Estas meditaciones nos conducen a considerar la consanguinidad de los padres y los hijos. En este parentesco aprendemos algo del amor de nuestro Padre Dios hacia nosotros, y de la satisfacción que sentimos del amor filial de nuestros hijos.
¡Qué momento es aquel en que los padres jóvenes ven a su propio hijo por primera vez! ¡Qué sentimientos de embeleso se encienden en sus corazones cuando toman en sus brazos a ese pequeño ser viviente—su misma carne y sangre! Oleadas de afecto paterno inundan su ser.
Bien dijo el salmista: “He aquí heredad de Jehová son los hijos: cosa de estima el fruto del vientre. Como saetas en mano del valiente, así son los hijos habidos en la juventud” (Sal. 127:3-4). “Quiero, pues, que las que son jóvenes se casen, críen hijos” (1 Ti. 5:14).
Es reprensible cuando los esposos jóvenes cristianos procuran evadir las responsabilidades de ser padres. Sería mejor permanecer sin casarse que procurar frustrar las responsabilidades paternas, un propósito principal del matrimonio, y más tarde sufrir las consecuencias. Tales prácticas son del mundo, pero el hijo de Dios debe pedir sabiduría de Dios.

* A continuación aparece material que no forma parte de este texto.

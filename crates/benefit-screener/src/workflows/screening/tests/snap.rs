use super::common::*;
use crate::workflows::screening::domain::{
    Expense, Frequency, HouseholdMember, IncomeKind, Program, UtilityType, Verdict, YearType,
};

#[test]
fn single_earner_scenario_nets_419_and_estimates_166_30() {
    let members = vec![worker("m1", 1000.0)];
    let evaluated = engine().evaluate_all(&members, &client(), as_of());
    let snap = &find(&evaluated, "m1").assessments.snap;

    assert_eq!(snap.verdict, Verdict::LikelyEligible);
    assert_eq!(snap.household_size, 1);
    assert_close(snap.gross_income, 1000.0);
    assert_close(snap.budget.earned_income_deduction, 200.0);
    assert_close(snap.budget.standard_deduction, 177.0);
    assert_close(snap.budget.monthly_deduction, 204.0);
    assert_close(snap.net_income, 419.0);
    assert_close(snap.benefit.expect("eligible households get an estimate"), 166.30);
    assert_eq!(snap.expedited, Some(false));
}

#[test]
fn gross_income_at_the_limit_is_eligible() {
    let mut member = worker("m1", 0.0);
    member.incomes.push(income(
        2510.0,
        Frequency::Monthly,
        IncomeKind::Other,
        YearType::Current,
    ));

    let snap = engine()
        .assess_snap(&[member], &client(), as_of())
        .expect("meal group present");
    assert_eq!(snap.verdict, Verdict::LikelyEligible);
}

#[test]
fn gross_income_over_the_limit_without_elderly_members_is_not_eligible() {
    let members = vec![worker("m1", 2600.0)];
    let snap = engine()
        .assess_snap(&members, &client(), as_of())
        .expect("meal group present");

    assert_eq!(snap.verdict, Verdict::NotLikelyEligible);
    assert_eq!(snap.benefit, None);
    assert_eq!(snap.expedited, None);
}

#[test]
fn elderly_households_fall_back_to_the_asset_test() {
    let mut elder = senior("m1", 70);
    elder.shares_meal = true;
    elder.incomes.push(income(
        2600.0,
        Frequency::Monthly,
        IncomeKind::Other,
        YearType::Current,
    ));
    elder.expenses.push(Expense::Medical {
        value: 100.0,
        frequency: Frequency::Monthly,
        medical_type: "Prescriptions".to_string(),
    });
    elder.assets.push(asset(3000.0));

    let snap = engine()
        .assess_snap(std::slice::from_ref(&elder), &client(), as_of())
        .expect("meal group present");
    assert_close(snap.budget.medical_deduction, 65.0);
    assert_close(snap.net_income, 2154.0);
    assert_eq!(snap.verdict, Verdict::LikelyEligible);

    elder.assets = vec![asset(5000.0)];
    let snap = engine()
        .assess_snap(&[elder], &client(), as_of())
        .expect("meal group present");
    assert_eq!(snap.verdict, Verdict::NotLikelyEligible);
}

fn high_cost_member(mut member: HouseholdMember) -> HouseholdMember {
    member.shares_meal = true;
    member.incomes.push(income(
        2600.0,
        Frequency::Monthly,
        IncomeKind::Other,
        YearType::Current,
    ));
    member.expenses.push(Expense::Shelter { value: 3000.0 });
    member
}

#[test]
fn disabled_members_lift_the_shelter_cap_and_pass_on_net_income() {
    let mut member = high_cost_member(worker("m1", 0.0));
    member.disabled = true;
    member.expenses.push(Expense::Medical {
        value: 135.0,
        frequency: Frequency::Monthly,
        medical_type: "Therapy".to_string(),
    });
    member.assets.push(asset(6000.0));

    let snap = engine()
        .assess_snap(std::slice::from_ref(&member), &client(), as_of())
        .expect("meal group present");
    assert_close(snap.budget.excess_shelter_deduction, 1788.5);
    assert_close(snap.budget.medical_deduction, 100.0);
    assert_close(snap.net_income, 330.5);
    assert_eq!(snap.verdict, Verdict::LikelyEligible);

    member.disabled = false;
    let snap = engine()
        .assess_snap(&[member], &client(), as_of())
        .expect("meal group present");
    assert_close(snap.budget.excess_shelter_deduction, 672.0);
    assert_close(snap.budget.medical_deduction, 0.0);
    assert_eq!(snap.verdict, Verdict::NotLikelyEligible);
}

#[test]
fn members_turn_elderly_on_their_sixtieth_birthday() {
    let sixty = high_cost_member(person("m1", date(1965, 6, 1)));
    let snap = engine()
        .assess_snap(&[sixty], &client(), as_of())
        .expect("meal group present");
    assert_close(snap.budget.excess_shelter_deduction, 1788.5);
    assert_eq!(snap.verdict, Verdict::LikelyEligible);

    let fifty_nine = high_cost_member(person("m1", date(1965, 6, 2)));
    let snap = engine()
        .assess_snap(&[fifty_nine], &client(), as_of())
        .expect("meal group present");
    assert_close(snap.budget.excess_shelter_deduction, 672.0);
    assert_eq!(snap.verdict, Verdict::NotLikelyEligible);
}

#[test]
fn shelter_deduction_is_capped_and_net_income_floors_at_zero() {
    let mut member = worker("m1", 1000.0);
    member.expenses.push(Expense::Shelter { value: 1200.0 });
    member.expenses.push(Expense::Utility {
        utility_type: UtilityType::HeatingCooling,
        value: 0.0,
    });

    let snap = engine()
        .assess_snap(&[member], &client(), as_of())
        .expect("meal group present");

    assert_close(snap.budget.utility_allowance, 758.0);
    assert_close(snap.budget.excess_shelter_deduction, 672.0);
    assert_close(snap.net_income, 0.0);
    assert_close(snap.benefit.expect("eligible"), 292.0);
    assert_eq!(snap.expedited, Some(true), "shelter costs exceed income");
}

#[test]
fn expedited_flags_low_income_and_migrant_households() {
    let mut member = worker("m1", 0.0);
    member.incomes.push(income(
        100.0,
        Frequency::Monthly,
        IncomeKind::Other,
        YearType::Current,
    ));
    let snap = engine()
        .assess_snap(&[member], &client(), as_of())
        .expect("meal group present");
    assert_eq!(snap.expedited, Some(true));

    let mut seasonal = worker("m1", 1000.0);
    seasonal.assets.push(asset(50.0));
    let mut migrant_client = client();
    migrant_client.migrant_or_seasonal_worker = true;
    let snap = engine()
        .assess_snap(&[seasonal], &migrant_client, as_of())
        .expect("meal group present");
    assert_eq!(snap.expedited, Some(true));
}

#[test]
fn two_earners_are_budgeted_as_one_meal_group() {
    let members = vec![worker("m1", 1000.0), worker("m2", 1000.0)];
    let snap = engine()
        .assess_snap(&members, &client(), as_of())
        .expect("meal group present");

    assert_eq!(snap.household_size, 2);
    assert_close(snap.net_income, 1219.0);
    assert_close(snap.benefit.expect("eligible"), 170.30);
}

#[test]
fn members_outside_the_meal_group_stay_not_checked() {
    let mut lodger = worker("m2", 4000.0);
    lodger.shares_meal = false;
    let members = vec![worker("m1", 1000.0), lodger];

    let evaluated = engine().evaluate_program(Program::Snap, &members, &client(), as_of());
    assert_eq!(find(&evaluated, "m1").assessments.snap.household_size, 1);
    assert_eq!(
        find(&evaluated, "m2").assessments.snap.verdict,
        Verdict::NotChecked
    );

    let mut alone = worker("m3", 500.0);
    alone.shares_meal = false;
    assert!(engine().assess_snap(&[alone], &client(), as_of()).is_none());
}

#[test]
fn weekly_income_is_normalized_to_monthly() {
    let mut member = worker("m1", 0.0);
    member.incomes.push(income(
        600.0,
        Frequency::Weekly,
        IncomeKind::Other,
        YearType::Current,
    ));
    member.incomes.push(income(
        9999.0,
        Frequency::Monthly,
        IncomeKind::Other,
        YearType::Previous,
    ));

    let snap = engine()
        .assess_snap(&[member], &client(), as_of())
        .expect("meal group present");
    assert_close(snap.gross_income, 2598.0);
    assert_eq!(snap.verdict, Verdict::NotLikelyEligible);
}

#[test]
fn evaluation_is_idempotent_on_an_unchanged_household() {
    let mut elder = senior("m2", 70);
    elder.shares_meal = true;
    let members = vec![worker("m1", 1800.0), elder];

    let first = engine().evaluate_all(&members, &client(), as_of());
    let second = engine().evaluate_all(&first, &client(), as_of());
    assert_eq!(first, second);
}

#[test]
fn verdict_and_benefit_are_monotone_in_income() {
    let mut seen_ineligible = false;
    let mut previous_benefit = f64::INFINITY;

    for step in 0..=60 {
        let monthly = step as f64 * 75.0;
        let snap = engine()
            .assess_snap(&[worker("m1", monthly)], &client(), as_of())
            .expect("meal group present");

        if seen_ineligible {
            assert_eq!(
                snap.verdict,
                Verdict::NotLikelyEligible,
                "eligibility returned at {monthly}"
            );
            continue;
        }

        match snap.benefit {
            Some(benefit) => {
                assert!(benefit <= previous_benefit, "benefit rose at {monthly}");
                previous_benefit = benefit;
            }
            None => seen_ineligible = true,
        }
    }

    assert!(seen_ineligible);
}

Dios no ha dado hijos a unas pocas parejas, pero esto debe tomarse como una de sus prerrogativas de amor y sabiduría, y no recibirla con rebelión. También podrán brotar dificultades físicas que limitan la prole, pero esto no está dentro de nuestra incumbencia considerar.
Hemos conocido a algunos padres que han tenido duras luchas económicas mientras estaban criando una familia, pero la provisión de Dios fue suficiente para remediarlo todo; al cabo de un tiempo sus circunstancias fueron aliviadas. Con sus hijos ya mayores tuvieron gozo y consuelo; ¡cuánto les hubiera faltado a muchos padres en su vejez si no hubiera sido por las debidas atenciones bondadosas de los hijos que Dios les dio en su juventud!
Conviene dar énfasis al privilegio y la bendición de ser padres. Tienen sus problemas, dificultades y pruebas; muchas y variadas son las lecciones que nuestro Padre Dios nos enseña en la crianza de los hijos. Este es a menudo uno de los cursos más instructivos en la escuela de Dios.